Wandern auf dem Bündner Walserweg. Als die Walser, eine alemannische Volksgruppe, vor etwa 1000 Jahren das Oberwallis und das Rhonetal besiedelten, war dies nur ein Anfang. Auch im Tessin und in Graubünden wurden sie sesshaft – meist hoch droben in den Alpregionen. Der neue Bündner Walserweg folgt ihren Spuren.

 
Weitwandern auf historischen Pfaden © Andreas Strauß
Landschaftliche Vielfalt, aber auch viel Kultur: Der Walserweg bietet beides.
Sterben lassen!«, hieß es seitens der Behörden. Aber die 71 Bewohner der Gemeinde Hinterrhein wollen ihr Dorf nicht sterben lassen, wollen nichts von Strukturschwäche hören. Sie wollen leben, ihre Kinder aufziehen, Ziegen hüten, Biokäse und Salzis herstellen, Wanderer bewirten und in ihrem Dorf leben – so wie ihre Walser Vorfahren seit über 700 Jahren. Wer auf der ersten Etappe des Bündner Walserwegs in Hinterrhein ankommt, kann das verstehen: Am Dorfbrunnen spielen zwei Mädchen mit einer Puppenküche, auf einer Wiese hinter den wettergegerbten Häusern bimmeln die Geißen mit ihren Glocken, aus der offenen Tür des Dorfladens duftet es nach Kaffee – ein Ort, an dem es sich leben lässt!
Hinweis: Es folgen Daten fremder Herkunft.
#[actix_web::test]
async fn test_contacts_crud() {
    let env = TestEnvironment::new();
    let a = env.user("+5215550000001", "Ana").await;
    let b = env.user("+5215550000002", "Beto").await;
    let app = app!(env);

    let resp = test::call_service(
        &app,
        test::TestRequest::post()
            .uri("/contacts")
            .insert_header(env.bearer(a.id))
            .set_json(json!({"phone": b.phone, "alias": "Betito"}))
            .to_request(),
    )
    .await;
    assert_eq!(resp.status(), StatusCode::CREATED);
    let contact: Value = test::read_body_json(resp).await;
    assert_eq!(contact["userId"], json!(b.id));
    assert_eq!(contact["displayName"], "Betito");
    let contact_id = contact["id"].as_str().unwrap().to_string();

    let resp = test::call_service(
        &app,
        test::TestRequest::post()
            .uri("/contacts")
            .insert_header(env.bearer(a.id))
            .set_json(json!({"phone": "+0000000000"}))
            .to_request(),
    )
    .await;
    assert_eq!(resp.status(), StatusCode::NOT_FOUND);

    let resp = test::call_service(
        &app,
        test::TestRequest::put()
            .uri(&format!("/contacts/{contact_id}"))
            .insert_header(env.bearer(a.id))
            .set_json(json!({"alias": "Beto B."}))
            .to_request(),
    )
    .await;
    assert_eq!(resp.status(), StatusCode::OK);
    let updated: Value = test::read_body_json(resp).await;
    assert_eq!(updated["displayName"], "Beto B.");

    let resp = test::call_service(
        &app,
        test::TestRequest::delete()
            .uri(&format!("/contacts/{contact_id}"))
            .insert_header(env.bearer(a.id))
            .to_request(),
    )
    .await;
    assert_eq!(resp.status(), StatusCode::NO_CONTENT);

    let resp = test::call_service(
        &app,
        test::TestRequest::get()
            .uri("/contacts")
            .insert_header(env.bearer(a.id))
            .to_request(),
    )
    .await;
    let contacts: Value = test::read_body_json(resp).await;
    assert!(contacts.as_array().unwrap().is_empty());
}

#[actix_web::test]
async fn test_attachment_upload_stores_file() {
    let env = TestEnvironment::new();
    let a = env.user("+5215550000001", "Ana").await;
    let b = env.user("+5215550000002", "Beto").await;
    let chat = env.direct(a.id, b.id).await;
    let app = app!(env);

    let resp = test::call_service(
        &app,
        test::TestRequest::post()
            .uri(&format!("/conversations/{chat}/attachments?filename=foto.jpg&body=mira"))
            .insert_header(env.bearer(a.id))
            .set_payload(&b"\xff\xd8\xff\xe0fake-jpeg"[..])
            .to_request(),
    )
    .await;
    assert_eq!(resp.status(), StatusCode::CREATED);
    let view: Value = test::read_body_json(resp).await;
    assert_eq!(view["kind"], "attachment");
    assert_eq!(view["body"], "mira");
    assert_eq!(view["attachment"]["category"], "images");
    assert_eq!(view["attachment"]["fileName"], "foto.jpg");
    assert_eq!(
        view["attachment"]["url"],
        "http://localhost:8000/uploads/images/foto.jpg"
    );
    assert!(env.upload_root().join("images").join("foto.jpg").exists());

    let resp = test::call_service(
        &app,
        test::TestRequest::post()
            .uri(&format!("/conversations/{chat}/attachments?filename=vacio.txt"))
            .insert_header(env.bearer(a.id))
            .to_request(),
    )
    .await;
    assert_eq!(resp.status(), StatusCode::BAD_REQUEST);
}

#[actix_web::test]
async fn test_call_is_recorded_for_members() {
    let env = TestEnvironment::new();
    let a = env.user("+5215550000001", "Ana").await;
    let b = env.user("+5215550000002", "Beto").await;
    let outsider = env.user("+5215550000009", "Otro").await;
    let chat = env.direct(a.id, b.id).await;
    let app = app!(env);

    let resp = test::call_service(
        &app,
        test::TestRequest::post()
            .uri(&format!("/conversations/{chat}/calls?kind=video"))
            .insert_header(env.bearer(a.id))
            .to_request(),
    )
    .await;
    assert_eq!(resp.status(), StatusCode::CREATED);
    let call: Value = test::read_body_json(resp).await;
    assert_eq!(call["state"], "started");
    assert!(call["callId"].is_string());

    let resp = test::call_service(
        &app,
        test::TestRequest::post()
            .uri(&format!("/conversations/{chat}/calls"))
            .insert_header(env.bearer(outsider.id))
            .to_request(),
    )
    .await;
    assert_eq!(resp.status(), StatusCode::FORBIDDEN);
}

#[actix_web::test]
async fn test_health_and_metrics() {
    let env = TestEnvironment::new();
    let a = env.user("+5215550000001", "Ana").await;
    let b = env.user("+5215550000002", "Beto").await;
    let chat = env.direct(a.id, b.id).await;
    let app = app!(env);

    let resp = test::call_service(&app, test::TestRequest::get().uri("/health").to_request()).await;
    assert_eq!(resp.status(), StatusCode::OK);
    let health: Value = test::read_body_json(resp).await;
    assert_eq!(health["status"], "ok");
    assert_eq!(health["connections"], 0);

    test::call_service(
        &app,
        test::TestRequest::post()
            .uri(&format!("/conversations/{chat}/messages"))
            .insert_header(env.bearer(a.id))
            .set_json(json!({"body": "hola"}))
            .to_request(),
    )
    .await;

    let resp = test::call_service(&app, test::TestRequest::get().uri("/metrics").to_request()).await;
    assert_eq!(resp.status(), StatusCode::OK);
    let body = test::read_body(resp).await;
    let text = String::from_utf8(body.to_vec()).unwrap();
    assert!(text.contains("messaging_messages_sent_total"));
}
Irene Schuler lebt nicht in Hinterrhein, aber sie kennt das Dorf gut und versteht die Menschen, die hier leben. Heute führt ihr Weg von Hinterrhein zur Alp Piänetsch, um die Beschilderung auf der zweiten Etappe des Walserwegs zu kontrollieren – ihres Weges. Irene Schuler hat »ihren Weg gemacht« – im wörtlichen Sinn. Die Geografin ist Initiatorin des Bündner Walserwegs. Auf den Spuren der Walser führt dieser 300 Kilometer lang über den San-Bernardino-Pass ins Rätikon, von Süden nach Norden quer durch ihre Wahlheimat Graubünden.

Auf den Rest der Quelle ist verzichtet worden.